DATA SHOWN
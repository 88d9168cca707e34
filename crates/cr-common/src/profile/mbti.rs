use std::collections::BTreeMap;
use std::str::FromStr;

use serde::{Deserialize, Serialize};
use strum::{AsRefStr, EnumString};

use crate::error::InputError;

/// One of the four MBTI axes, in the fixed index order used by the feature vector.
#[derive(
    Debug,
    Clone,
    Copy,
    PartialEq,
    Eq,
    PartialOrd,
    Ord,
    Hash,
    Serialize,
    Deserialize,
    AsRefStr,
    EnumString,
)]
pub enum Dimension {
    #[serde(rename = "E/I")]
    #[strum(serialize = "E/I")]
    EI,
    #[serde(rename = "S/N")]
    #[strum(serialize = "S/N")]
    SN,
    #[serde(rename = "T/F")]
    #[strum(serialize = "T/F")]
    TF,
    #[serde(rename = "J/P")]
    #[strum(serialize = "J/P")]
    JP,
}

impl Dimension {
    pub const ALL: [Dimension; 4] = [Dimension::EI, Dimension::SN, Dimension::TF, Dimension::JP];

    pub fn index(self) -> usize {
        match self {
            Dimension::EI => 0,
            Dimension::SN => 1,
            Dimension::TF => 2,
            Dimension::JP => 3,
        }
    }

    /// Letters of the two poles; bit 0 selects the first one.
    pub fn letters(self) -> [char; 2] {
        match self {
            Dimension::EI => ['E', 'I'],
            Dimension::SN => ['S', 'N'],
            Dimension::TF => ['T', 'F'],
            Dimension::JP => ['J', 'P'],
        }
    }

    pub fn parse(raw: &str) -> Result<Self, InputError> {
        Dimension::from_str(raw.trim()).map_err(|_| InputError::UnknownDimension(raw.to_string()))
    }

    /// Pole index (0 or 1) of a letter on this axis.
    pub fn pole_of(self, letter: char) -> Option<u8> {
        let letter = letter.to_ascii_uppercase();
        self.letters()
            .iter()
            .position(|candidate| *candidate == letter)
            .map(|pos| pos as u8)
    }

    fn pole_of_choice(self, choice: &str) -> Result<u8, InputError> {
        let mut chars = choice.trim().chars();
        let pole = match (chars.next(), chars.next()) {
            (Some(letter), None) => self.pole_of(letter),
            _ => None,
        };
        pole.ok_or_else(|| InputError::InvalidChoice {
            dimension: self.as_ref().to_string(),
            choice: choice.to_string(),
        })
    }
}

/// A single answered MBTI question.
#[derive(Debug, Clone, PartialEq, Serialize, Deserialize)]
pub struct MbtiAnswer {
    pub question_id: i64,
    pub dimension: String,
    pub user_choice: String,
    pub weight: f64,
}

/// Four-letter type plus its bit vector and per-axis confidence.
///
/// `code[i]` is always the letter selected by `vector[i]`; constructors reject
/// anything else.
#[derive(Debug, Clone, PartialEq)]
pub struct MbtiProfile {
    code: String,
    vector: [u8; 4],
    weights: BTreeMap<Dimension, f64>,
}

impl MbtiProfile {
    /// Builds a profile from its bit vector; the code is derived.
    pub fn from_vector(
        vector: [u8; 4],
        weights: BTreeMap<Dimension, f64>,
    ) -> Result<Self, InputError> {
        if vector.iter().any(|bit| *bit > 1) {
            return Err(InputError::InvalidVector(
                vector.iter().map(|bit| i64::from(*bit)).collect(),
            ));
        }

        for dimension in Dimension::ALL {
            let weight = weights
                .get(&dimension)
                .copied()
                .ok_or_else(|| InputError::MissingWeight(dimension.as_ref().to_string()))?;
            if !weight.is_finite() || !(0.0..=1.0).contains(&weight) {
                return Err(InputError::DimensionWeightOutOfRange {
                    dimension: dimension.as_ref().to_string(),
                    weight,
                });
            }
        }

        let code = Dimension::ALL
            .iter()
            .map(|dimension| dimension.letters()[vector[dimension.index()] as usize])
            .collect();

        Ok(Self {
            code,
            vector,
            weights,
        })
    }

    /// Builds a profile from a code and a vector that must agree with it.
    pub fn from_parts(
        code: &str,
        vector: &[i64],
        weights: BTreeMap<Dimension, f64>,
    ) -> Result<Self, InputError> {
        let bits = code_to_vector(code)?;

        if vector.len() != 4 || vector.iter().any(|bit| *bit != 0 && *bit != 1) {
            return Err(InputError::InvalidVector(vector.to_vec()));
        }
        if vector
            .iter()
            .zip(bits.iter())
            .any(|(given, derived)| *given != i64::from(*derived))
        {
            return Err(InputError::CodeVectorMismatch {
                code: code.to_string(),
                vector: vector.to_vec(),
            });
        }

        Self::from_vector(bits, weights)
    }

    pub fn code(&self) -> &str {
        &self.code
    }

    pub fn vector(&self) -> [u8; 4] {
        self.vector
    }

    pub fn weights(&self) -> &BTreeMap<Dimension, f64> {
        &self.weights
    }

    pub fn weight(&self, dimension: Dimension) -> f64 {
        self.weights.get(&dimension).copied().unwrap_or(0.0)
    }

    /// Axes whose confidence is strictly above `threshold`, in axis order.
    pub fn strong_dimensions(&self, threshold: f64) -> Vec<Dimension> {
        Dimension::ALL
            .into_iter()
            .filter(|dimension| self.weight(*dimension) > threshold)
            .collect()
    }
}

/// Parses a four-letter code into its bit vector.
pub fn code_to_vector(code: &str) -> Result<[u8; 4], InputError> {
    let letters: Vec<char> = code.trim().chars().collect();
    if letters.len() != 4 {
        return Err(InputError::InvalidCode(code.to_string()));
    }

    let mut vector = [0u8; 4];
    for dimension in Dimension::ALL {
        vector[dimension.index()] = dimension
            .pole_of(letters[dimension.index()])
            .ok_or_else(|| InputError::InvalidCode(code.to_string()))?;
    }
    Ok(vector)
}

/// Turns weighted MBTI answers into a profile.
#[derive(Debug, Clone, Copy, Default)]
pub struct MbtiScorer;

impl MbtiScorer {
    /// Per axis, the pole with the larger share of answer weight wins (ties go to
    /// the first pole) and the confidence is the gap between the two shares.
    /// Axes without any weighted answer default to the first pole with 0.5.
    pub fn score(&self, answers: &[MbtiAnswer]) -> Result<MbtiProfile, InputError> {
        let mut totals = [[0.0f64; 2]; 4];

        for answer in answers {
            let dimension = Dimension::parse(&answer.dimension)?;
            let pole = dimension.pole_of_choice(&answer.user_choice)?;
            if !answer.weight.is_finite() || !(0.0..=1.0).contains(&answer.weight) {
                return Err(InputError::AnswerWeightOutOfRange {
                    question_id: answer.question_id,
                    weight: answer.weight,
                });
            }
            totals[dimension.index()][pole as usize] += answer.weight;
        }

        let mut vector = [0u8; 4];
        let mut weights = BTreeMap::new();

        for dimension in Dimension::ALL {
            let [first, second] = totals[dimension.index()];
            let total = first + second;

            let (pole, weight) = if total > 0.0 {
                let (first, second) = (first / total, second / total);
                (u8::from(first < second), (first - second).abs())
            } else {
                (0, 0.5)
            };

            vector[dimension.index()] = pole;
            weights.insert(dimension, weight);
        }

        tracing::debug!(answers = answers.len(), ?vector, "scored MBTI answers");
        MbtiProfile::from_vector(vector, weights)
    }
}

#[cfg(test)]
mod tests {
    use super::*;

    fn answer(id: i64, dimension: &str, choice: &str, weight: f64) -> MbtiAnswer {
        MbtiAnswer {
            question_id: id,
            dimension: dimension.into(),
            user_choice: choice.into(),
            weight,
        }
    }

    #[test]
    fn intj_answers_produce_intj_profile() {
        let answers = vec![
            answer(1, "E/I", "I", 0.8),
            answer(2, "S/N", "N", 0.7),
            answer(3, "T/F", "T", 0.9),
            answer(4, "J/P", "J", 0.6),
        ];

        let profile = MbtiScorer.score(&answers).unwrap();

        assert_eq!(profile.code(), "INTJ");
        assert_eq!(profile.vector(), [1, 1, 0, 0]);
        for dimension in Dimension::ALL {
            assert_eq!(profile.weight(dimension), 1.0);
        }
    }

    #[test]
    fn dimension_without_answers_defaults_to_first_pole() {
        let answers = vec![answer(1, "E/I", "I", 0.8)];

        let profile = MbtiScorer.score(&answers).unwrap();

        assert_eq!(profile.code(), "ISTJ");
        assert_eq!(profile.weight(Dimension::SN), 0.5);
        assert_eq!(profile.weight(Dimension::TF), 0.5);
        assert_eq!(profile.weight(Dimension::JP), 0.5);
    }

    #[test]
    fn zero_weight_answers_count_as_no_evidence() {
        let answers = vec![answer(1, "T/F", "F", 0.0)];

        let profile = MbtiScorer.score(&answers).unwrap();

        assert_eq!(profile.vector()[2], 0);
        assert_eq!(profile.weight(Dimension::TF), 0.5);
    }

    #[test]
    fn ties_resolve_to_first_pole_with_zero_confidence() {
        let answers = vec![answer(1, "S/N", "S", 0.5), answer(2, "S/N", "N", 0.5)];

        let profile = MbtiScorer.score(&answers).unwrap();

        assert_eq!(profile.vector()[1], 0);
        assert_eq!(profile.weight(Dimension::SN), 0.0);
    }

    #[test]
    fn confidence_is_share_gap() {
        let answers = vec![
            answer(1, "J/P", "P", 0.6),
            answer(2, "J/P", "J", 0.2),
            answer(3, "J/P", "P", 0.2),
        ];

        let profile = MbtiScorer.score(&answers).unwrap();

        assert_eq!(profile.code().chars().nth(3), Some('P'));
        assert!((profile.weight(Dimension::JP) - 0.6).abs() < 1e-9);
    }

    #[test]
    fn rejects_unknown_dimension_and_foreign_choice() {
        assert!(matches!(
            MbtiScorer.score(&[answer(1, "X/Y", "X", 0.5)]),
            Err(InputError::UnknownDimension(_))
        ));
        assert!(matches!(
            MbtiScorer.score(&[answer(1, "E/I", "N", 0.5)]),
            Err(InputError::InvalidChoice { .. })
        ));
    }

    #[test]
    fn rejects_weights_outside_unit_interval() {
        assert!(matches!(
            MbtiScorer.score(&[answer(7, "E/I", "E", 1.5)]),
            Err(InputError::AnswerWeightOutOfRange { question_id: 7, .. })
        ));
        assert!(MbtiScorer.score(&[answer(8, "E/I", "E", f64::NAN)]).is_err());
    }

    #[test]
    fn from_parts_rejects_code_vector_mismatch() {
        let weights = Dimension::ALL.into_iter().map(|d| (d, 0.6)).collect();

        let err = MbtiProfile::from_parts("INTJ", &[0, 1, 0, 0], weights).unwrap_err();

        assert!(matches!(err, InputError::CodeVectorMismatch { .. }));
    }

    #[test]
    fn from_parts_requires_every_weight() {
        let mut weights: BTreeMap<Dimension, f64> =
            Dimension::ALL.into_iter().map(|d| (d, 0.6)).collect();
        weights.remove(&Dimension::JP);

        let err = MbtiProfile::from_parts("ENFP", &[0, 1, 1, 1], weights).unwrap_err();

        assert_eq!(err, InputError::MissingWeight("J/P".into()));
    }

    #[test]
    fn strong_dimensions_use_strict_threshold() {
        let weights = BTreeMap::from([
            (Dimension::EI, 0.9),
            (Dimension::SN, 0.7),
            (Dimension::TF, 0.71),
            (Dimension::JP, 0.2),
        ]);
        let profile = MbtiProfile::from_vector([1, 1, 0, 0], weights).unwrap();

        assert_eq!(
            profile.strong_dimensions(0.7),
            vec![Dimension::EI, Dimension::TF]
        );
    }
}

INSTRUCTIONS TO FOLLOW
Every line above from the line with "let letters: Vec<char>" to the line with "let (pole, weight)" is wanted, ends included; write them out exactly and add no other line.

RESULT OF THIS EXERCISE
    let letters: Vec<char> = code.trim().chars().collect();
    if letters.len() != 4 {
        return Err(InputError::InvalidCode(code.to_string()));
    }

    let mut vector = [0u8; 4];
    for dimension in Dimension::ALL {
        vector[dimension.index()] = dimension
            .pole_of(letters[dimension.index()])
            .ok_or_else(|| InputError::InvalidCode(code.to_string()))?;
    }
    Ok(vector)
}

/// Turns weighted MBTI answers into a profile.
#[derive(Debug, Clone, Copy, Default)]
pub struct MbtiScorer;

impl MbtiScorer {
    /// Per axis, the pole with the larger share of answer weight wins (ties go to
    /// the first pole) and the confidence is the gap between the two shares.
    /// Axes without any weighted answer default to the first pole with 0.5.
    pub fn score(&self, answers: &[MbtiAnswer]) -> Result<MbtiProfile, InputError> {
        let mut totals = [[0.0f64; 2]; 4];

        for answer in answers {
            let dimension = Dimension::parse(&answer.dimension)?;
            let pole = dimension.pole_of_choice(&answer.user_choice)?;
            if !answer.weight.is_finite() || !(0.0..=1.0).contains(&answer.weight) {
                return Err(InputError::AnswerWeightOutOfRange {
                    question_id: answer.question_id,
                    weight: answer.weight,
                });
            }
            totals[dimension.index()][pole as usize] += answer.weight;
        }

        let mut vector = [0u8; 4];
        let mut weights = BTreeMap::new();

        for dimension in Dimension::ALL {
            let [first, second] = totals[dimension.index()];
            let total = first + second;

            let (pole, weight) = if total > 0.0 {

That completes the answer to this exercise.